The water came from a whiskey barrel

You folks know how I love to tell a story. . .



The water came from a whiskey barrel

Water is a little more important to me than the average child of the USA born in the 80's.

Why I appreciate safe and consistent water access at age 33 as deeply as I do despite growing up in the time of the greatest conveniences known in history is a bit of a story, as you might have guessed it would prove to be.
Daddy was a man born in poor Appalachia in 1923. He grew up in a cabin with two rooms and a dirt floor. He was one of ten or twelve children. He is gone now, as all but one of them are, so to be honest, I cannot tell you right off exactly how many brothers and sisters he had or even quite where he fell in the birth order beyond near the middle maybe?
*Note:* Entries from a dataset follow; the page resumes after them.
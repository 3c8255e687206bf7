//! NvidiaSmiSource: GPU core utilization via `nvidia-smi`.
//!
//! Queries the driver's management tool for the `utilization.gpu` field of a
//! single device. The binary is resolved once when the source is opened; every
//! read is one short-lived query.

use std::path::PathBuf;
use std::time::Duration;

use super::helpers::{find_program, parse_percent_line, run_command};
use crate::error::DeviceReadError;
use crate::source::{Platform, SourceInfo, SourceKind, UtilizationSource, checked_percent};

const NVIDIA_SMI: &str = "nvidia-smi";

/// A query still running after this long is killed. Kept under the default
/// sampling interval.
pub const QUERY_TIMEOUT: Duration = Duration::from_secs(4);

static NVIDIA_SMI_INFO: SourceInfo = SourceInfo {
    name: "nvidia_smi",
    description: "NVIDIA GPU core utilization via nvidia-smi",
    kind: SourceKind::VendorTool,
    platform: Platform::Any,
};

/// Reads `utilization.gpu` for one NVIDIA device.
pub struct NvidiaSmiSource {
    program: Option<PathBuf>,
    index: u32,
    timeout: Duration,
}

impl NvidiaSmiSource {
    /// Resolve `nvidia-smi` from `PATH` for the device at `index`.
    pub fn new(index: u32) -> Self {
        Self {
            program: find_program(NVIDIA_SMI),
            index,
            timeout: QUERY_TIMEOUT,
        }
    }

    /// Use an explicit binary path (mainly for tests).
    pub fn with_program(program: impl Into<PathBuf>, index: u32) -> Self {
        Self {
            program: Some(program.into()),
            index,
            timeout: QUERY_TIMEOUT,
        }
    }

    /// Override the per-query kill deadline.
    pub fn with_timeout(mut self, timeout: Duration) -> Self {
        self.timeout = timeout;
        self
    }

    fn query_args(&self) -> [String; 4] {
        [
            "--query-gpu=utilization.gpu".to_string(),
            "--format=csv,noheader,nounits".to_string(),
            "-i".to_string(),
            self.index.to_string(),
        ]
    }
}

impl UtilizationSource for NvidiaSmiSource {
    fn info(&self) -> &SourceInfo {
        &NVIDIA_SMI_INFO
    }

    fn is_available(&self) -> bool {
        self.program.as_ref().is_some_and(|p| p.is_file())
    }

    fn read(&self) -> Result<f64, DeviceReadError> {
        let program = self
            .program
            .as_deref()
            .ok_or_else(|| DeviceReadError::Unavailable(format!("{NVIDIA_SMI} not found")))?;
        let args = self.query_args();
        let arg_refs: Vec<&str> = args.iter().map(String::as_str).collect();
        let stdout = run_command(program, &arg_refs, self.timeout)?;
        checked_percent(parse_percent_line(&stdout)?)
    }
}

#[cfg(test)]
mod tests {
    use super::*;

    #[test]
    fn nvidia_info() {
        let src = NvidiaSmiSource::with_program("/nonexistent/nvidia-smi", 0);
        assert_eq!(src.name(), "nvidia_smi");
        assert_eq!(src.info().kind, SourceKind::VendorTool);
    }

    #[test]
    fn query_targets_requested_index() {
        let src = NvidiaSmiSource::with_program("/nonexistent/nvidia-smi", 2);
        let args = src.query_args();
        assert_eq!(args[0], "--query-gpu=utilization.gpu");
        assert_eq!(args[3], "2");
    }

    #[test]
    fn query_deadline_fits_in_one_sample() {
        assert!(QUERY_TIMEOUT < crate::config::SAMPLE_INTERVAL);
        let src = NvidiaSmiSource::with_program("/nonexistent/nvidia-smi", 0)
            .with_timeout(Duration::from_millis(750));
        assert_eq!(src.timeout, Duration::from_millis(750));
    }

    #[test]
    fn missing_binary_is_unavailable() {
        let src = NvidiaSmiSource::with_program("/nonexistent/nvidia-smi", 0);
        assert!(!src.is_available());
        assert!(src.read().is_err());
    }

    #[test]
    #[ignore] // Requires an NVIDIA GPU and driver
    fn nvidia_reads_real_device() {
        let src = NvidiaSmiSource::new(0);
        if src.is_available() {
            let value = src.read().unwrap();
            assert!((0.0..=100.0).contains(&value));
        }
    }
}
It was not uncommon for children of the day to contract and die of what we know today to be dysentery. It was known by Daddy as "The Bloody Flux." He was nearly lost as little boy to the infection. I remember so well how he would speak, always distantly and with such sadness, about the day his mother lost two of her very young children to the illness, which comes from poor sanitation most of the time. I remember hearing the term "Bloody Flux" and wondering what an awful and helpless a death this must have been. It Seems like one of the babies was named Charlie, and I believe another was called Coony. It has been too long since I heard the stories from my Daddy to tell you with certainty, though.
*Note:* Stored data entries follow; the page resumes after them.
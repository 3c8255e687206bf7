//! Retention: purges records that fell out of the trailing window.

use chrono::{Days, NaiveDate};
use log::info;

use crate::error::StoreError;
use crate::store::ActivityStore;

/// Oldest date kept when the reference date is `today`.
///
/// Records dated strictly before this are expired. Saturates at
/// [`NaiveDate::MIN`] rather than failing for absurd windows.
pub fn cutoff_date(today: NaiveDate, window_days: i64) -> NaiveDate {
    let days = Days::new(window_days.max(0).unsigned_abs());
    today.checked_sub_days(days).unwrap_or(NaiveDate::MIN)
}

/// Delete every record older than `today - window_days`; returns the count.
pub fn purge_expired(
    store: &dyn ActivityStore,
    today: NaiveDate,
    window_days: i64,
) -> Result<usize, StoreError> {
    let cutoff = cutoff_date(today, window_days);
    let deleted = store.delete_before(cutoff)?;
    if deleted > 0 {
        info!("Cleaned up {deleted} old entries (before {cutoff})");
    }
    Ok(deleted)
}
He did not care much for modern things. So I was born and brought home to a dwelling that had neither a well, cistern or public water.
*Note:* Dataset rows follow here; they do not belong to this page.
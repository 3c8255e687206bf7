use std::path::Path;
use std::sync::Arc;

use brrrometer_core::ActivityStore;
use brrrometer_server::{SVG_PATH, ServerConfig};

pub fn run(db_path: &Path, host: String, port: u16, cache_max_age: u32) {
    let store: Arc<dyn ActivityStore> = Arc::new(super::open_store(db_path));
    let config = ServerConfig {
        host,
        port,
        cache_max_age,
        ..ServerConfig::default()
    };

    let base = format!("http://{}:{}", config.host, config.port);
    println!("gpu-brrrometer heatmap server v{}", brrrometer_core::VERSION);
    println!("   {base}");
    println!("   database: {}", db_path.display());
    println!();
    println!("   Endpoints:");
    println!("     GET /                   API index");
    println!("     GET {SVG_PATH}     Activity heatmap (SVG)");
    println!("     GET /health             Database health check");
    println!();
    println!("   Query params for {SVG_PATH}:");
    println!("     theme=light|dark        Color scheme (default: light)");
    println!("     weeks=N                 Weeks of history to load (default: 53)");
    println!();
    println!("   Embed in a README:");
    println!("     ![GPU activity]({base}{SVG_PATH}?theme=dark)");
    println!();

    let rt = tokio::runtime::Runtime::new()
        .unwrap_or_else(|e| super::fatal(format!("Cannot start async runtime: {e}")));
    if let Err(e) = rt.block_on(brrrometer_server::run_server(store, config)) {
        super::fatal(format!("Server error: {e}"));
    }
}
Daddy had a whiskey barrel on the mountain that worked with gravity, and through the pipe he ran down the mountain, we would get water in the kitchen and bath. It would freeze in the winter as much of the pipe was exposed, it would run dry in the summer. . .when the barrel was new, the water would smell like Moonshine, though I had no idea what made it all smell so funny 30 years ago.

When it did run, it dribbled, when it didn't run at all, Daddy collected rain water and kept it in jugs outside the front door, and we went to the outhouse.

Oddly, we were not poor, he was the fellow who carried around enough to buy a new car in his pocket and never used credit, but it never seemed an important thing to him to have a modern water supply at this place. . .even through the time of his death in 2009.

I was about 6 years old when I moved away from our little trailer and whiskey water, and how quick I was to learn to appreciate good water pressure, somewhat consistent water. . .

Even when we moved. . .that water was from a well. Our wells were always full of Iron and smelled like rotten eggs whenever we moved. They turned brown hair brassy and blonde hair orange. It turned our white clothes yellow and our bath tub a deep rust, but man, it was almost always there, at least. . .

Well, sometimes the pump would go out -

Who am I kidding. . .IT went out a lot. . .but it was a step in the right direction. You learned to not buy whites. Black socks and blue towels it was!

One day, city water came through. I was about 14.

When I would go to my Daddy's store, back to where I first began, I would see the tens of gallons of water he carried in, though in his 70's then 80's, heating it in a huge pot on the gas stove, the same stove where, in the oven, he hatched Bantam chicks, turkeys and geese. He would carry it back to bathe in semi warm water in the winter. . .

In 2000, 2003, 2005, 2007. . .he caught it in rain barrels when he became too old to work on barrel and line coming from the mountain. . .

And it makes me wonder if one of those old wooden barrels is still up there. . . in pieces and helps me remember how very hard he worked to keep water coming to us all that time. . . in the way he knew best to do. . .

These days, I would say I had water without even giving it a thought, but I suspect after reading this you know I never have water without giving it. . .a second thought.